▶ [RECORDS PROVIDED]:

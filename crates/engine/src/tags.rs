//! Free-form labels. Names are unique per user, ignoring case.

use chrono::{DateTime, Utc};
use sea_orm::entity::{ActiveValue, prelude::*};

use crate::{
    EngineError, FieldTable, PatchField, ResultEngine, ops::Owned, util::normalize_required_name,
};

#[derive(Clone, Debug, PartialEq, Eq)]
pub struct Tag {
    pub id: String,
    pub user_id: String,
    pub name: String,
    pub color: String,
    pub created_at: DateTime<Utc>,
}

pub const FIELDS: FieldTable<Column> = FieldTable::new(
    "tag",
    &[
        ("id", "id", Column::Id),
        ("userId", "user_id", Column::UserId),
        ("name", "name", Column::Name),
        ("color", "color", Column::Color),
        ("createdAt", "created_at", Column::CreatedAt),
    ],
);

#[derive(Clone, Debug, PartialEq, DeriveEntityModel)]
#[sea_orm(table_name = "tags")]
pub struct Model {
    #[sea_orm(primary_key, auto_increment = false)]
    pub id: String,
    pub user_id: String,
    pub name: String,
    pub color: String,
    pub created_at: DateTimeUtc,
}

#[derive(Copy, Clone, Debug, EnumIter, DeriveRelation)]
pub enum Relation {}

impl ActiveModelBehavior for ActiveModel {}

impl Owned for Entity {
    const LABEL: &'static str = "tag";

    fn id_column() -> Column {
        Column::Id
    }

    fn owner_column() -> Column {
        Column::UserId
    }
}

impl From<Model> for Tag {
    fn from(model: Model) -> Self {
        Self {
            id: model.id,
            user_id: model.user_id,
            name: model.name,
            color: model.color,
            created_at: model.created_at,
        }
    }
}

/// Key used for the case-insensitive uniqueness check.
pub(crate) fn name_key(name: &str) -> String {
    name.trim().to_lowercase()
}

#[derive(Clone, Debug, PartialEq)]
pub enum TagField {
    Name(String),
    Color(String),
}

impl PatchField<ActiveModel> for TagField {
    fn name(&self) -> &'static str {
        match self {
            Self::Name(_) => "name",
            Self::Color(_) => "color",
        }
    }

    fn validate(&self) -> ResultEngine<()> {
        match self {
            Self::Name(name) => normalize_required_name(name, "tag").map(|_| ()),
            Self::Color(color) if color.trim().is_empty() => Err(EngineError::InvalidInput(
                "tag color must not be empty".to_string(),
            )),
            Self::Color(_) => Ok(()),
        }
    }

    fn apply(self, model: &mut ActiveModel) {
        match self {
            Self::Name(name) => model.name = ActiveValue::Set(name.trim().to_string()),
            Self::Color(color) => model.color = ActiveValue::Set(color.trim().to_string()),
        }
    }
}

#[cfg(test)]
mod tests {
    use super::*;

    #[test]
    fn name_key_ignores_case_and_padding() {
        assert_eq!(name_key(" Food "), name_key("FOOD"));
        assert_ne!(name_key("food"), name_key("foods"));
    }
}
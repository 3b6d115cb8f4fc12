//! Transactions API endpoints.
//!
//! The owner is claimed by the caller: `userId` in the body on create and in
//! the query string everywhere else.

use api_types::{
    OwnerQuery,
    transaction::{TransactionListQuery, TransactionNew, TransactionUpdate, TransactionView},
};
use axum::{
    Json,
    extract::{Path, State},
    http::StatusCode,
};
use engine::{ListOrder, Patch, TransactionCmd, TransactionField, TransactionFilter};

use crate::{
    ApiJson, ApiQuery, ServerError, claimed_user, listed_owner, server::ServerState,
};

fn map_transaction(transaction: engine::Transaction) -> TransactionView {
    TransactionView {
        id: transaction.id,
        user_id: transaction.user_id,
        category_id: transaction.category_id,
        kind: transaction.kind,
        amount: transaction.amount,
        description: transaction.description,
        date: transaction.date,
        created_at: transaction.created_at,
    }
}

/// Without a non-blank `userId` the list is empty.
pub async fn list(
    State(state): State<ServerState>,
    ApiQuery(query): ApiQuery<TransactionListQuery>,
) -> Result<Json<Vec<TransactionView>>, ServerError> {
    let Some(user_id) = listed_owner(query.user_id) else {
        return Ok(Json(Vec::new()));
    };
    let filter = TransactionFilter {
        month: query.month,
        year: query.year,
        kind: query.kind,
        category_id: query.category_id,
    };
    let transactions = state
        .engine
        .list_transactions(&user_id, &filter, &ListOrder::new(query.sort, query.order))
        .await?
        .into_iter()
        .map(map_transaction)
        .collect();
    Ok(Json(transactions))
}

pub async fn get(
    State(state): State<ServerState>,
    Path(transaction_id): Path<String>,
    ApiQuery(query): ApiQuery<OwnerQuery>,
) -> Result<Json<TransactionView>, ServerError> {
    let user_id = claimed_user(query.user_id)?;
    let transaction = state.engine.transaction(&user_id, &transaction_id).await?;
    Ok(Json(map_transaction(transaction)))
}

pub async fn create(
    State(state): State<ServerState>,
    ApiJson(payload): ApiJson<TransactionNew>,
) -> Result<(StatusCode, Json<TransactionView>), ServerError> {
    let user_id = claimed_user(payload.user_id)?;
    let cmd = TransactionCmd::new(user_id, payload.kind, payload.amount)
        .category_id(payload.category_id)
        .description(payload.description)
        .date(payload.date);
    let transaction = state.engine.create_transaction(cmd).await?;
    Ok((StatusCode::CREATED, Json(map_transaction(transaction))))
}

pub async fn update(
    State(state): State<ServerState>,
    Path(transaction_id): Path<String>,
    ApiQuery(query): ApiQuery<OwnerQuery>,
    ApiJson(payload): ApiJson<TransactionUpdate>,
) -> Result<Json<TransactionView>, ServerError> {
    let user_id = claimed_user(query.user_id)?;
    let patch = Patch::new()
        .maybe(payload.kind.map(TransactionField::Kind))
        .maybe(payload.amount.map(TransactionField::Amount))
        .maybe(payload.category_id.map(TransactionField::CategoryId))
        .maybe(payload.description.map(TransactionField::Description))
        .maybe(payload.date.map(TransactionField::Date));
    let transaction = state
        .engine
        .update_transaction(&user_id, &transaction_id, patch)
        .await?;
    Ok(Json(map_transaction(transaction)))
}

pub async fn delete(
    State(state): State<ServerState>,
    Path(transaction_id): Path<String>,
    ApiQuery(query): ApiQuery<OwnerQuery>,
) -> Result<StatusCode, ServerError> {
    let user_id = claimed_user(query.user_id)?;
    state
        .engine
        .delete_transaction(&user_id, &transaction_id)
        .await?;
    Ok(StatusCode::NO_CONTENT)
}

▶ [EXERCISE DETAILS]:
The word "TransactionListQuery" appears on some lines of the data above; say how many such lines there are, with nothing else.

▶ [REPLY]:
2